**Listed records**:

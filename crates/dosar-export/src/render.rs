//! Consultation header rendering.
//!
//! The exported document opens with a small identification block — case
//! id, date, title — followed by the cleaned answer text. The header is
//! a Tera template so deployments can restyle it without touching the
//! DOCX transform.

use serde::Serialize;
use tera::{Context, Tera};

use crate::error::ExportError;

/// Identification block for one exported consultation.
#[derive(Debug, Clone, Serialize)]
pub struct ConsultationMeta {
    pub title: String,
    /// Case (session) identifier, displayed verbatim.
    pub case_id: String,
    /// Human-readable date of the export.
    pub date: String,
}

const TEMPLATE_NAME: &str = "consultation.md";

const CONSULTATION_TEMPLATE: &str = "\
# {{ title }}

**Dosar:** {{ case_id }}
**Data:** {{ date }}

{{ body }}
";

/// Render the export source text: header block plus answer body, in the
/// Markdown subset the DOCX transform understands.
pub fn render_consultation(meta: &ConsultationMeta, body: &str) -> Result<String, ExportError> {
    let mut tera = Tera::default();
    tera.add_raw_template(TEMPLATE_NAME, CONSULTATION_TEMPLATE)
        .map_err(|e| ExportError::TemplateParse(e.to_string()))?;

    let mut context = Context::from_value(serde_json::to_value(meta)?)
        .map_err(|e| ExportError::TemplateRender(e.to_string()))?;
    context.insert("body", body);

    let rendered = tera.render(TEMPLATE_NAME, &context)?;
    Ok(rendered)
}
use crate::core::{PropertyKey, WellKnownSymbol};
use crate::ic::{AllocationSite, ElementKind};
use crate::js_array::JSArray;
use crate::js_function::JSFunction;
use crate::js_promise::{JSPromisePtr, PromiseState};
use indexmap::IndexMap;
use std::cell::RefCell;
use std::fmt;
use std::rc::Rc;

pub type JSObjectDataPtr = Rc<RefCell<JSObjectData>>;

#[derive(Clone)]
pub enum Value {
    Undefined,
    Null,
    Boolean(bool),
    Number(f64),
    String(String),
    Symbol(WellKnownSymbol),
    Object(JSObjectDataPtr),
    Function(Rc<JSFunction>),
    Promise(JSPromisePtr),
}

#[derive(Debug, Clone, Copy, PartialEq, Eq)]
pub enum ObjectClass {
    Ordinary,
    Error,
    Array,
}

#[derive(Default)]
pub struct JSObjectData {
    pub properties: IndexMap<PropertyKey, Value>,
    pub prototype: Option<JSObjectDataPtr>,
    pub array: Option<JSArray>,
    pub is_error: bool,
}

impl JSObjectData {
    pub fn class(&self) -> ObjectClass {
        if self.array.is_some() {
            ObjectClass::Array
        } else if self.is_error {
            ObjectClass::Error
        } else {
            ObjectClass::Ordinary
        }
    }

    pub fn get_own(&self, key: &PropertyKey) -> Option<Value> {
        self.properties.get(key).cloned()
    }

    pub fn set(&mut self, key: impl Into<PropertyKey>, value: Value) {
        self.properties.insert(key.into(), value);
    }
}

pub fn new_js_object_data() -> JSObjectDataPtr {
    Rc::new(RefCell::new(JSObjectData::default()))
}

pub fn new_js_object_with(properties: Vec<(PropertyKey, Value)>) -> Value {
    let obj = new_js_object_data();
    obj.borrow_mut().properties.extend(properties);
    Value::Object(obj)
}

/// Reads `key` from `obj` or its prototype chain.
pub fn object_get_key_value(obj: &JSObjectDataPtr, key: &PropertyKey) -> Option<Value> {
    let mut current = Some(obj.clone());
    while let Some(o) = current {
        let data = o.borrow();
        if let Some(v) = data.properties.get(key) {
            return Some(v.clone());
        }
        current = data.prototype.clone();
    }
    None
}

impl Value {
    pub fn is_nullish(&self) -> bool {
        matches!(self, Value::Undefined | Value::Null)
    }

    pub fn is_callable(&self) -> bool {
        matches!(self, Value::Function(_))
    }

    pub fn as_number(&self) -> Option<f64> {
        match self {
            Value::Number(n) => Some(*n),
            _ => None,
        }
    }

    pub fn as_str(&self) -> Option<&str> {
        match self {
            Value::String(s) => Some(s),
            _ => None,
        }
    }

    pub fn as_bool(&self) -> Option<bool> {
        match self {
            Value::Boolean(b) => Some(*b),
            _ => None,
        }
    }

    /// Own property of an object value.
    pub fn get(&self, key: &str) -> Option<Value> {
        match self {
            Value::Object(obj) => object_get_key_value(obj, &PropertyKey::from(key)),
            _ => None,
        }
    }

    pub fn is_array(&self) -> bool {
        matches!(self, Value::Object(obj) if obj.borrow().array.is_some())
    }

    pub fn elements_kind(&self) -> Option<ElementKind> {
        match self {
            Value::Object(obj) => obj.borrow().array.as_ref().map(|a| a.kind()),
            _ => None,
        }
    }

    pub fn allocation_site(&self) -> Option<Rc<AllocationSite>> {
        match self {
            Value::Object(obj) => obj.borrow().array.as_ref().and_then(|a| a.site().cloned()),
            _ => None,
        }
    }

    /// Elements of an array value, holes read as `undefined`.
    pub fn array_elements(&self) -> Option<Vec<Value>> {
        match self {
            Value::Object(obj) => obj
                .borrow()
                .array
                .as_ref()
                .map(|a| (0..a.len()).map(|i| a.get(i)).collect()),
            _ => None,
        }
    }
}

impl fmt::Debug for Value {
    fn fmt(&self, f: &mut fmt::Formatter<'_>) -> fmt::Result {
        match self {
            Value::String(s) => write!(f, "{:?}", s),
            other => write!(f, "{}", value_to_string(other)),
        }
    }
}

pub fn format_js_number(n: f64) -> String {
    if n.is_nan() {
        "NaN".to_string()
    } else if n.is_infinite() {
        if n.is_sign_negative() { "-Infinity".to_string() } else { "Infinity".to_string() }
    } else if n == 0.0 {
        "0".to_string()
    } else if n.fract() == 0.0 && n.abs() < 1e21 {
        format!("{:.0}", n)
    } else {
        format!("{}", n)
    }
}

/// Longest string the engine will build.
pub const MAX_STRING_LENGTH: usize = (1 << 29) - 24;

pub fn value_to_string(val: &Value) -> String {
    to_string_in(val, &mut Vec::new())
}

/// Length of the string an array joins to, counting separators only.
pub fn array_join_floor(val: &Value) -> usize {
    match val {
        Value::Object(obj) => obj.borrow().array.as_ref().map(|a| a.len().saturating_sub(1)).unwrap_or(0),
        _ => 0,
    }
}

/// `joining` holds the arrays currently being joined; meeting one again
/// renders it as the empty string.
fn to_string_in(val: &Value, joining: &mut Vec<*const RefCell<JSObjectData>>) -> String {
    match val {
        Value::Undefined => "undefined".to_string(),
        Value::Null => "null".to_string(),
        Value::Boolean(b) => b.to_string(),
        Value::Number(n) => format_js_number(*n),
        Value::String(s) => s.clone(),
        Value::Symbol(sym) => sym.to_string(),
        Value::Object(obj) => {
            let ptr = Rc::as_ptr(obj);
            let data = obj.borrow();
            if let Some(array) = &data.array {
                if joining.contains(&ptr) {
                    return String::new();
                }
                if array.len() > MAX_STRING_LENGTH {
                    return format!("[object Array({})]", array.len());
                }
                joining.push(ptr);
                let mut out = String::new();
                let mut next = 0;
                for (index, element) in array.present() {
                    out.extend(std::iter::repeat_n(',', index - next));
                    if !element.is_nullish() {
                        out.push_str(&to_string_in(&element, joining));
                    }
                    next = index;
                }
                out.extend(std::iter::repeat_n(',', array.len().saturating_sub(1).saturating_sub(next)));
                joining.pop();
                return out;
            }
            if data.is_error {
                let name = data.get_own(&"name".into()).map(|v| value_to_string(&v)).unwrap_or_else(|| "Error".into());
                let message = data.get_own(&"message".into()).map(|v| value_to_string(&v)).unwrap_or_default();
                return if message.is_empty() { name } else { format!("{name}: {message}") };
            }
            "[object Object]".to_string()
        }
        Value::Function(func) => func.to_source_string(),
        Value::Promise(_) => "[object Promise]".to_string(),
    }
}

pub fn type_of(val: &Value) -> &'static str {
    match val {
        Value::Undefined => "undefined",
        Value::Null | Value::Object(_) | Value::Promise(_) => "object",
        Value::Boolean(_) => "boolean",
        Value::Number(_) => "number",
        Value::String(_) => "string",
        Value::Symbol(_) => "symbol",
        Value::Function(_) => "function",
    }
}

pub fn to_boolean(val: &Value) -> bool {
    match val {
        Value::Undefined | Value::Null => false,
        Value::Boolean(b) => *b,
        Value::Number(n) => *n != 0.0 && !n.is_nan(),
        Value::String(s) => !s.is_empty(),
        _ => true,
    }
}

pub fn to_number(val: &Value) -> f64 {
    match val {
        Value::Undefined => f64::NAN,
        Value::Null => 0.0,
        Value::Boolean(b) => {
            if *b {
                1.0
            } else {
                0.0
            }
        }
        Value::Number(n) => *n,
        Value::String(s) => {
            let trimmed = s.trim();
            if trimmed.is_empty() {
                0.0
            } else {
                match trimmed {
                    "Infinity" | "+Infinity" => f64::INFINITY,
                    "-Infinity" => f64::NEG_INFINITY,
                    _ => trimmed.parse::<f64>().unwrap_or(f64::NAN),
                }
            }
        }
        Value::Object(obj) => match &obj.borrow().array {
            Some(array) if array.is_empty() => 0.0,
            _ => f64::NAN,
        },
        _ => f64::NAN,
    }
}

pub fn strict_equals(a: &Value, b: &Value) -> bool {
    match (a, b) {
        (Value::Undefined, Value::Undefined) | (Value::Null, Value::Null) => true,
        (Value::Boolean(x), Value::Boolean(y)) => x == y,
        (Value::Number(x), Value::Number(y)) => x == y,
        (Value::String(x), Value::String(y)) => x == y,
        (Value::Symbol(x), Value::Symbol(y)) => x == y,
        (Value::Object(x), Value::Object(y)) => Rc::ptr_eq(x, y),
        (Value::Function(x), Value::Function(y)) => Rc::ptr_eq(x, y),
        (Value::Promise(x), Value::Promise(y)) => Rc::ptr_eq(x, y),
        _ => false,
    }
}

pub fn loose_equals(a: &Value, b: &Value) -> bool {
    match (a, b) {
        (x, y) if x.is_nullish() && y.is_nullish() => true,
        (x, y) if x.is_nullish() || y.is_nullish() => false,
        (Value::Number(_), Value::String(_)) | (Value::String(_), Value::Number(_)) => to_number(a) == to_number(b),
        (Value::Boolean(_), _) => loose_equals(&Value::Number(to_number(a)), b),
        (_, Value::Boolean(_)) => loose_equals(a, &Value::Number(to_number(b))),
        _ => strict_equals(a, b),
    }
}

/// Array index spelled by `key`, if it is one.
pub fn array_index(key: &Value) -> Option<usize> {
    match key {
        Value::Number(n) if *n >= 0.0 && n.fract() == 0.0 && *n < u32::MAX as f64 => Some(*n as usize),
        Value::String(s) => match s.parse::<u32>() {
            Ok(i) if i.to_string() == *s && i != u32::MAX => Some(i as usize),
            _ => None,
        },
        _ => None,
    }
}

pub fn to_property_key(key: &Value) -> PropertyKey {
    match key {
        Value::Symbol(sym) => PropertyKey::Symbol(*sym),
        other => PropertyKey::String(value_to_string(other)),
    }
}

/// Settled state of a promise value, for callers outside the engine.
pub fn promise_state(val: &Value) -> Option<PromiseState> {
    match val {
        Value::Promise(p) => Some(p.borrow().state.clone()),
        _ => None,
    }
}
impl Parser {
    pub(crate) fn parse_statement(&mut self) -> Result<Statement, JSError> {
        let (line, column) = self.position();
        let kind = stacker::maybe_grow(STACK_RED_ZONE, STACK_GROW_SIZE, || self.parse_statement_kind())?;
        log::trace!("parsed statement at {}:{}", line, column);
        Ok(Statement { kind, line, column })
    }

    fn parse_statement_kind(&mut self) -> Result<StatementKind, JSError> {
        let Some(token) = self.peek().cloned() else {
            return Err(self.unexpected());
        };
        match token {
            Token::LBrace => Ok(StatementKind::Block(self.parse_block()?)),
            Token::Semicolon => {
                self.advance();
                Ok(StatementKind::Empty)
            }
            Token::Var | Token::Let | Token::Const => {
                let kind = self.parse_lexical_declaration()?;
                self.consume_semicolon()?;
                Ok(kind)
            }
            Token::Identifier(ref word) if word == "using" && self.starts_using_declaration(1) => {
                if !self.using_allowed() {
                    return Err(self.error_here("Using declaration is not allowed at the top level of a script"));
                }
                self.advance();
                let bindings = self.parse_initialized_bindings("using")?;
                self.consume_semicolon()?;
                Ok(StatementKind::Using(bindings))
            }
            Token::Await if self.peek_at(1) == Some(&Token::Identifier("using".into())) && self.starts_using_declaration(2) => {
                if !self.await_allowed() {
                    return Err(self.error_here("await is only valid in async functions and the top level bodies of modules"));
                }
                if !self.using_allowed() {
                    return Err(self.error_here("Using declaration is not allowed at the top level of a script"));
                }
                self.advance();
                self.advance();
                let bindings = self.parse_initialized_bindings("await using")?;
                self.consume_semicolon()?;
                Ok(StatementKind::AwaitUsing(bindings))
            }
            Token::Function => {
                let start = self.position();
                self.advance();
                let name = self.expect_identifier()?;
                Ok(StatementKind::FunctionDeclaration(self.parse_function_rest(name, false, start)?))
            }
            Token::Async if self.peek_at(1) == Some(&Token::Function) && !self.newline_before(1) => {
                let start = self.position();
                self.advance();
                self.advance();
                let name = self.expect_identifier()?;
                Ok(StatementKind::FunctionDeclaration(self.parse_function_rest(name, true, start)?))
            }
            Token::Return => {
                if !self.return_allowed() {
                    return Err(self.error_here("Illegal return statement"));
                }
                self.advance();
                let value = if self.check(&Token::Semicolon) || self.check(&Token::RBrace) || self.at_end() || self.newline_before(0) {
                    None
                } else {
                    Some(self.parse_expression()?)
                };
                self.consume_semicolon()?;
                Ok(StatementKind::Return(value))
            }
            Token::If => {
                self.advance();
                self.expect(&Token::LParen)?;
                let cond = self.parse_expression()?;
                self.expect(&Token::RParen)?;
                let then = self.parse_nested_body()?;
                let otherwise = if self.eat(&Token::Else) { Some(self.parse_nested_body()?) } else { None };
                Ok(StatementKind::If(cond, then, otherwise))
            }
            Token::While => {
                self.advance();
                self.expect(&Token::LParen)?;
                let cond = self.parse_expression()?;
                self.expect(&Token::RParen)?;
                self.enter_loop();
                let body = self.parse_nested_body();
                self.leave_loop();
                Ok(StatementKind::While(cond, body?))
            }
            Token::For => self.parse_for(),
            Token::Break | Token::Continue => {
                if !self.in_loop() {
                    return Err(self.error_here(format!("Illegal {} statement", if token == Token::Break { "break" } else { "continue" })));
                }
                self.advance();
                self.consume_semicolon()?;
                Ok(if token == Token::Break { StatementKind::Break } else { StatementKind::Continue })
            }
            Token::Try => self.parse_try(),
            Token::Throw => {
                self.advance();
                if self.newline_before(0) {
                    return Err(self.error_here("Illegal newline after throw"));
                }
                let value = self.parse_expression()?;
                self.consume_semicolon()?;
                Ok(StatementKind::Throw(value))
            }
            Token::Debugger => {
                self.advance();
                self.consume_semicolon()?;
                Ok(StatementKind::Debugger)
            }
            _ => {
                let expr = self.parse_expression()?;
                self.consume_semicolon()?;
                Ok(StatementKind::Expr(expr))
            }
        }
    }

    /// `using` followed by a binding name on the same line.
    fn starts_using_declaration(&self, name_offset: usize) -> bool {
        matches!(self.peek_at(name_offset), Some(Token::Identifier(_))) && !self.newline_before(name_offset)
    }

    fn parse_block(&mut self) -> Result<Vec<Statement>, JSError> {
        self.expect(&Token::LBrace)?;
        self.enter_block();
        let mut body = Vec::new();
        let result = loop {
            if self.eat(&Token::RBrace) {
                break Ok(());
            }
            if self.at_end() {
                break Err(self.unexpected());
            }
            match self.parse_statement() {
                Ok(stmt) => body.push(stmt),
                Err(e) => break Err(e),
            }
        };
        self.leave_block();
        result.map(|_| body)
    }

    /// Body of `if`/`while`/`for`: a block or a single statement.
    fn parse_nested_body(&mut self) -> Result<Vec<Statement>, JSError> {
        if self.check(&Token::LBrace) {
            let (line, column) = self.position();
            let body = self.parse_block()?;
            return Ok(vec![Statement {
                kind: StatementKind::Block(body),
                line,
                column,
            }]);
        }
        if self.starts_lexical_declaration() {
            return Err(self.error_here("Lexical declaration cannot appear in a single-statement context"));
        }
        Ok(vec![self.parse_statement()?])
    }

    /// `let`, `const`, `using` or `await using` at the current token.
    fn starts_lexical_declaration(&self) -> bool {
        match self.peek() {
            Some(Token::Let | Token::Const) => true,
            Some(Token::Identifier(word)) if word == "using" => self.starts_using_declaration(1),
            Some(Token::Await) => self.peek_at(1) == Some(&Token::Identifier("using".into())) && self.starts_using_declaration(2),
            _ => false,
        }
    }

    fn parse_lexical_declaration(&mut self) -> Result<StatementKind, JSError> {
        let Some(keyword) = self.advance() else {
            return Err(self.unexpected());
        };
        if keyword.token == Token::Const {
            return Ok(StatementKind::Const(self.parse_initialized_bindings("const")?));
        }
        let mut bindings = Vec::new();
        loop {
            let name = self.expect_identifier()?;
            let init = if self.eat(&Token::Assign) { Some(self.parse_assignment()?) } else { None };
            bindings.push((name, init));
            if !self.eat(&Token::Comma) {
                break;
            }
        }
        Ok(if keyword.token == Token::Var {
            StatementKind::Var(bindings)
        } else {
            StatementKind::Let(bindings)
        })
    }

    fn parse_initialized_bindings(&mut self, what: &str) -> Result<Vec<(String, Expr)>, JSError> {
        let mut bindings = Vec::new();
        loop {
            let name = self.expect_identifier()?;
            if !self.eat(&Token::Assign) {
                return Err(self.error_here(format!("Missing initializer in {what} declaration")));
            }
            bindings.push((name, self.parse_assignment()?));
            if !self.eat(&Token::Comma) {
                break;
            }
        }
        Ok(bindings)
    }

    fn parse_for(&mut self) -> Result<StatementKind, JSError> {
        self.expect(&Token::For)?;
        self.expect(&Token::LParen)?;
        let init = if self.eat(&Token::Semicolon) {
            None
        } else {
            let (line, column) = self.position();
            let kind = if matches!(self.peek(), Some(Token::Var) | Some(Token::Let) | Some(Token::Const)) {
                self.parse_lexical_declaration()?
            } else {
                StatementKind::Expr(self.parse_expression()?)
            };
            self.expect(&Token::Semicolon)?;
            Some(Box::new(Statement { kind, line, column }))
        };
        let cond = if self.check(&Token::Semicolon) { None } else { Some(self.parse_expression()?) };
        self.expect(&Token::Semicolon)?;
        let update = if self.check(&Token::RParen) { None } else { Some(self.parse_expression()?) };
        self.expect(&Token::RParen)?;
        self.enter_loop();
        let body = self.parse_nested_body();
        self.leave_loop();
        Ok(StatementKind::For(init, cond, update, body?))
    }

    fn parse_try(&mut self) -> Result<StatementKind, JSError> {
        self.expect(&Token::Try)?;
        let body = self.parse_block()?;
        let mut param = None;
        let mut handler = None;
        if self.eat(&Token::Catch) {
            if self.eat(&Token::LParen) {
                param = Some(self.expect_identifier()?);
                self.expect(&Token::RParen)?;
            }
            handler = Some(self.parse_block()?);
        }
        let finalizer = if self.eat(&Token::Finally) { Some(self.parse_block()?) } else { None };
        if handler.is_none() && finalizer.is_none() {
            return Err(self.error_here("Missing catch or finally after try"));
        }
        Ok(StatementKind::TryCatch {
            body,
            param,
            handler,
            finalizer,
        })
    }
}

**Problem details**:
Copy every line in the listing above where the string "LParen" turns up.

**Task result**:
                self.expect(&Token::LParen)?;
                self.expect(&Token::LParen)?;
        self.expect(&Token::LParen)?;
            if self.eat(&Token::LParen) {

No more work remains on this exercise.